(Beginning of RECORDS FOR PROCESSING)

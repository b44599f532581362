// Copyright 2025 the Understory Authors
// SPDX-License-Identifier: Apache-2.0 OR MIT

//! Error types.

use alloc::string::String;
use core::ops::Range;

use thiserror::Error;

use crate::constraint::{Constraint, ConstraintId};

/// A required constraint made the required subset infeasible.
#[derive(Clone, Debug, PartialEq, Error)]
#[error("required constraint at batch index {index} conflicts with the active constraints")]
pub struct ConflictError {
    /// Position of the offending constraint within the batch (zero for single-constraint calls).
    pub index: usize,
    /// The offending constraint, detached.
    pub constraint: Constraint,
}

/// What went wrong while parsing a visual format string.
#[derive(Copy, Clone, Debug, PartialEq, Eq, Error)]
pub enum FormatErrorKind {
    /// The string ended in the middle of a construct.
    #[error("unexpected end of format string")]
    UnexpectedEnd,
    /// A character that cannot start or continue the current construct.
    #[error("unexpected character `{0}`")]
    UnexpectedCharacter(char),
    /// The string names no views.
    #[error("format string contains no views")]
    NoViews,
    /// A number could not be read.
    #[error("invalid number")]
    InvalidNumber,
    /// A name that is neither a bound metric nor a bound view.
    #[error("unknown metric or view name")]
    UnknownName,
    /// A view name used where only metrics and numbers are allowed.
    #[error("views cannot be used inside a connection")]
    ViewInConnection,
    /// A predicate with more than one `@priority` suffix.
    #[error("predicate has more than one priority")]
    DuplicatePriority,
    /// A relation or priority with nothing to relate to.
    #[error("predicate is missing its object")]
    MissingObject,
    /// A priority outside `(0, 1000]`.
    #[error("priority must be in (0, 1000]")]
    InvalidPriority,
    /// A `|` edge next to a view that has no parent.
    #[error("view has no superview for a `|` edge")]
    MissingSuperview,
    /// Alignment options parallel to the orientation, or conflicting direction options.
    #[error("alignment options must be perpendicular to the orientation")]
    InvalidOptions,
}

/// A malformed visual format string.
#[derive(Clone, Debug, PartialEq, Eq, Error)]
#[error("{kind} at bytes {span:?}: `{fragment}`")]
pub struct FormatParseError {
    /// What went wrong.
    pub kind: FormatErrorKind,
    /// Byte range of the offending token within the format string.
    pub span: Range<usize>,
    /// The offending substring.
    pub fragment: String,
}

impl FormatParseError {
    pub(crate) fn new(kind: FormatErrorKind, format: &str, span: Range<usize>) -> Self {
        let start = span.start.min(format.len());
        let end = span.end.clamp(start, format.len());
        let fragment = format.get(start..end).unwrap_or_default().into();
        Self {
            kind,
            span: start..end,
            fragment,
        }
    }
}

/// Errors returned by [`ConstraintLayout`](crate::ConstraintLayout).
#[derive(Clone, Debug, PartialEq, Error)]
pub enum ConstraintError {
    /// Attaching would make the required constraints infeasible.
    #[error(transparent)]
    Conflict(#[from] ConflictError),
    /// The visual format string could not be parsed.
    #[error(transparent)]
    Format(#[from] FormatParseError),
    /// The constraint id is stale or was never issued.
    #[error("constraint {0:?} is not attached")]
    UnknownConstraint(ConstraintId),
    /// The constraint at `index` references a removed item.
    #[error("constraint at batch index {index} references a removed item")]
    StaleItem {
        /// Position within the batch.
        index: usize,
    },
    /// The constraint at `index` is malformed.
    #[error("constraint at batch index {index} is invalid: {reason}")]
    InvalidConstraint {
        /// Position within the batch.
        index: usize,
        /// Human-readable reason.
        reason: &'static str,
    },
}
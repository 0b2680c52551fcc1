// Unless explicitly stated otherwise all files in this repository are licensed
// under the Apache License Version 2.0.
// This product includes software developed at Datadog (https://www.datadoghq.com/).
// Copyright 2026-present Datadog, Inc.

//! Bundles rendered images into a single zip archive.

use std::collections::HashSet;
use std::io::Write;
use std::path::{Path, PathBuf};

use log::info;

use crate::errors::{Error, Result};

/// Writes every file in `images` into a new `plots-*.zip` under `dest_dir`
/// and returns the archive path.
///
/// Entries are stored under their base names. If any input is unreadable or
/// two inputs share a base name, nothing is written.
pub fn pack<P: AsRef<Path>>(images: &[P], dest_dir: &Path) -> Result<PathBuf> {
    let packaging_error = |path: &Path, reason: String| Error::Packaging {
        path: path.to_path_buf(),
        reason,
    };

    let mut names = HashSet::new();
    let mut entries = Vec::with_capacity(images.len());
    for image in images {
        let image = image.as_ref();
        let name = image
            .file_name()
            .map(|n| n.to_string_lossy().into_owned())
            .ok_or_else(|| packaging_error(image, "no file name".to_string()))?;
        if !names.insert(name.clone()) {
            return Err(packaging_error(
                image,
                format!("another input is also named {name}"),
            ));
        }
        let contents = std::fs::read(image).map_err(|e| packaging_error(image, e.to_string()))?;
        entries.push((name, contents));
    }

    let archive = tempfile::Builder::new()
        .prefix("plots-")
        .suffix(".zip")
        .tempfile_in(dest_dir)
        .map_err(|e| packaging_error(dest_dir, e.to_string()))?;

    let mut writer = zip::ZipWriter::new(archive.as_file());
    let options = zip::write::FileOptions::<()>::default()
        .compression_method(zip::CompressionMethod::Deflated);
    for (name, contents) in &entries {
        writer
            .start_file(name.as_str(), options)
            .map_err(|e| packaging_error(archive.path(), e.to_string()))?;
        writer
            .write_all(contents)
            .map_err(|e| packaging_error(archive.path(), e.to_string()))?;
    }
    writer
        .finish()
        .map_err(|e| packaging_error(archive.path(), e.to_string()))?;

    let (_, path) = archive
        .keep()
        .map_err(|e| packaging_error(dest_dir, e.to_string()))?;
    info!("Packed {} image(s) into {}", entries.len(), path.display());
    Ok(path)
}
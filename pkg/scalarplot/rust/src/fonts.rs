// Unless explicitly stated otherwise all files in this repository are licensed
// under the Apache License Version 2.0.
// This product includes software developed at Datadog (https://www.datadoghq.com/).
// Copyright 2026-present Datadog, Inc.

//! Per-session font lookup.
//!
//! Uploaded font files are only visible to the session that registered them.

use std::path::{Path, PathBuf};

use log::{debug, info, warn};
use walkdir::WalkDir;

use crate::errors::{Error, Result};

/// Families offered before any upload.
pub const DEFAULT_FAMILIES: &[&str] = &[
    "Arial",
    "Times New Roman",
    "Courier New",
    "Georgia",
    "SimHei",
    "SimSun",
    "Microsoft YaHei",
    "Microsoft JhengHei",
    "FangSong",
    "KaiTi",
    "DejaVu Sans",
];

/// Family used when none is requested or the requested one has no file.
pub const FALLBACK_FAMILY: &str = "DejaVu Sans";

const FONT_EXTENSIONS: &[&str] = &["ttf", "otf"];

/// A font family together with the file that provides it.
#[derive(Debug, Clone, PartialEq, Eq)]
pub struct FontFace {
    pub family: String,
    pub path: PathBuf,
}

#[derive(Debug, Clone, Default)]
pub struct FontResolver {
    uploaded: Vec<FontFace>,
    installed: Vec<FontFace>,
}

fn is_font_file(path: &Path) -> bool {
    path.extension()
        .and_then(|ext| ext.to_str())
        .is_some_and(|ext| {
            FONT_EXTENSIONS
                .iter()
                .any(|known| ext.eq_ignore_ascii_case(known))
        })
}

fn family_from_path(path: &Path) -> Option<String> {
    path.file_stem()
        .map(|stem| stem.to_string_lossy().into_owned())
}

/// Family name recorded in the font's `name` table, preferring the
/// typographic family over the legacy one.
fn internal_family(data: &[u8]) -> Option<String> {
    let face = ttf_parser::Face::parse(data, 0).ok()?;
    let lookup = |id: u16| {
        face.names()
            .into_iter()
            .filter(|name| name.name_id == id)
            .find_map(|name| name.to_string())
            .filter(|family| !family.trim().is_empty())
    };
    lookup(ttf_parser::name_id::TYPOGRAPHIC_FAMILY).or_else(|| lookup(ttf_parser::name_id::FAMILY))
}

/// Lowercases and drops separators so "DejaVu Sans" matches "DejaVuSans".
fn normalize(name: &str) -> String {
    name.chars()
        .filter(|c| !matches!(c, ' ' | '-' | '_'))
        .flat_map(char::to_lowercase)
        .collect()
}

impl FontResolver {
    pub fn new() -> Self {
        Self::default()
    }

    /// Creates a resolver that knows the font files under `dirs`.
    /// Missing directories are skipped.
    pub fn with_font_dirs<P: AsRef<Path>>(dirs: &[P]) -> Self {
        let mut installed = Vec::new();
        for dir in dirs {
            let dir = dir.as_ref();
            if !dir.is_dir() {
                debug!("Font directory {} does not exist", dir.display());
                continue;
            }
            for entry in WalkDir::new(dir).sort_by_file_name().into_iter().flatten() {
                if !entry.file_type().is_file() || !is_font_file(entry.path()) {
                    continue;
                }
                if let Some(family) = family_from_path(entry.path()) {
                    installed.push(FontFace {
                        family,
                        path: entry.path().to_path_buf(),
                    });
                }
            }
        }
        debug!("Found {} installed font file(s)", installed.len());
        Self {
            uploaded: Vec::new(),
            installed,
        }
    }

    /// Registers an uploaded font file and returns the family name it is
    /// selectable under.
    pub fn register_file(&mut self, path: &Path) -> Result<String> {
        let font_error = |reason: &str| Error::Font {
            path: path.to_path_buf(),
            reason: reason.to_string(),
        };

        if !is_font_file(path) {
            return Err(font_error("expected a .ttf or .otf file"));
        }
        let metadata = std::fs::metadata(path).map_err(|e| font_error(&e.to_string()))?;
        if !metadata.is_file() || metadata.len() == 0 {
            return Err(font_error("not a non-empty regular file"));
        }
        let data = std::fs::read(path).map_err(|e| font_error(&e.to_string()))?;
        let family = match internal_family(&data) {
            Some(family) => family,
            None => {
                debug!("No family name in {}, using the file name", path.display());
                family_from_path(path).ok_or_else(|| font_error("no file name"))?
            }
        };

        let face = FontFace {
            family: family.clone(),
            path: path.to_path_buf(),
        };
        match self.uploaded.iter_mut().find(|f| f.family == family) {
            Some(existing) => {
                warn!("Font {family} re-uploaded, replacing {}", existing.path.display());
                *existing = face;
            }
            None => self.uploaded.push(face),
        }
        info!("Registered font {family} from {}", path.display());
        Ok(family)
    }

    /// Selectable family names: defaults followed by uploaded fonts.
    pub fn families(&self) -> Vec<String> {
        let mut families: Vec<String> = DEFAULT_FAMILIES.iter().map(|f| f.to_string()).collect();
        for face in &self.uploaded {
            if !families.contains(&face.family) {
                families.push(face.family.clone());
            }
        }
        families
    }

    /// Picks the font file to draw `family` with.
    ///
    /// Uploaded fonts win over installed ones. If nothing matches,
    /// `FALLBACK_FAMILY` is used, then the first known font, so text can
    /// still be drawn.
    pub fn resolve(&self, family: Option<&str>) -> Option<FontFace> {
        if let Some(family) = family.filter(|f| !f.trim().is_empty()) {
            if let Some(face) = self.find(family) {
                return Some(face.clone());
            }
            debug!("No font file for family {family}, using fallback");
        }

        self.find(FALLBACK_FAMILY)
            .or_else(|| self.uploaded.first())
            .or_else(|| self.installed.first())
            .cloned()
    }

    fn find(&self, family: &str) -> Option<&FontFace> {
        if let Some(face) = self.uploaded.iter().find(|f| f.family == family) {
            return Some(face);
        }
        let wanted = normalize(family);
        self.uploaded
            .iter()
            .chain(&self.installed)
            .find(|f| normalize(&f.family) == wanted)
    }
}
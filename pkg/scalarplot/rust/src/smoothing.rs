// Unless explicitly stated otherwise all files in this repository are licensed
// under the Apache License Version 2.0.
// This product includes software developed at Datadog (https://www.datadoghq.com/).
// Copyright 2026-present Datadog, Inc.

/// Trailing moving average over at most `window` values.
///
/// `out[i]` is the mean of `values[max(0, i + 1 - window)..=i]`, so the window
/// shrinks at the start of the series. A window of 0 or 1 returns the input
/// unchanged.
#[allow(clippy::cast_precision_loss)]
pub fn smooth(values: &[f64], window: usize) -> Vec<f64> {
    if window <= 1 {
        return values.to_vec();
    }

    (0..values.len())
        .map(|i| {
            let start = (i + 1).saturating_sub(window);
            let span = i + 1 - start;
            let sum: f64 = values.iter().skip(start).take(span).sum();
            sum / span as f64
        })
        .collect()
}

(End of RECORDS FOR PROCESSING)

**ASSIGNMENT:** Read through the records above and copy the lines that contain "trim".

**EXERCISE RESPONSE:**
            .filter(|family| !family.trim().is_empty())
        if let Some(family) = family.filter(|f| !f.trim().is_empty()) {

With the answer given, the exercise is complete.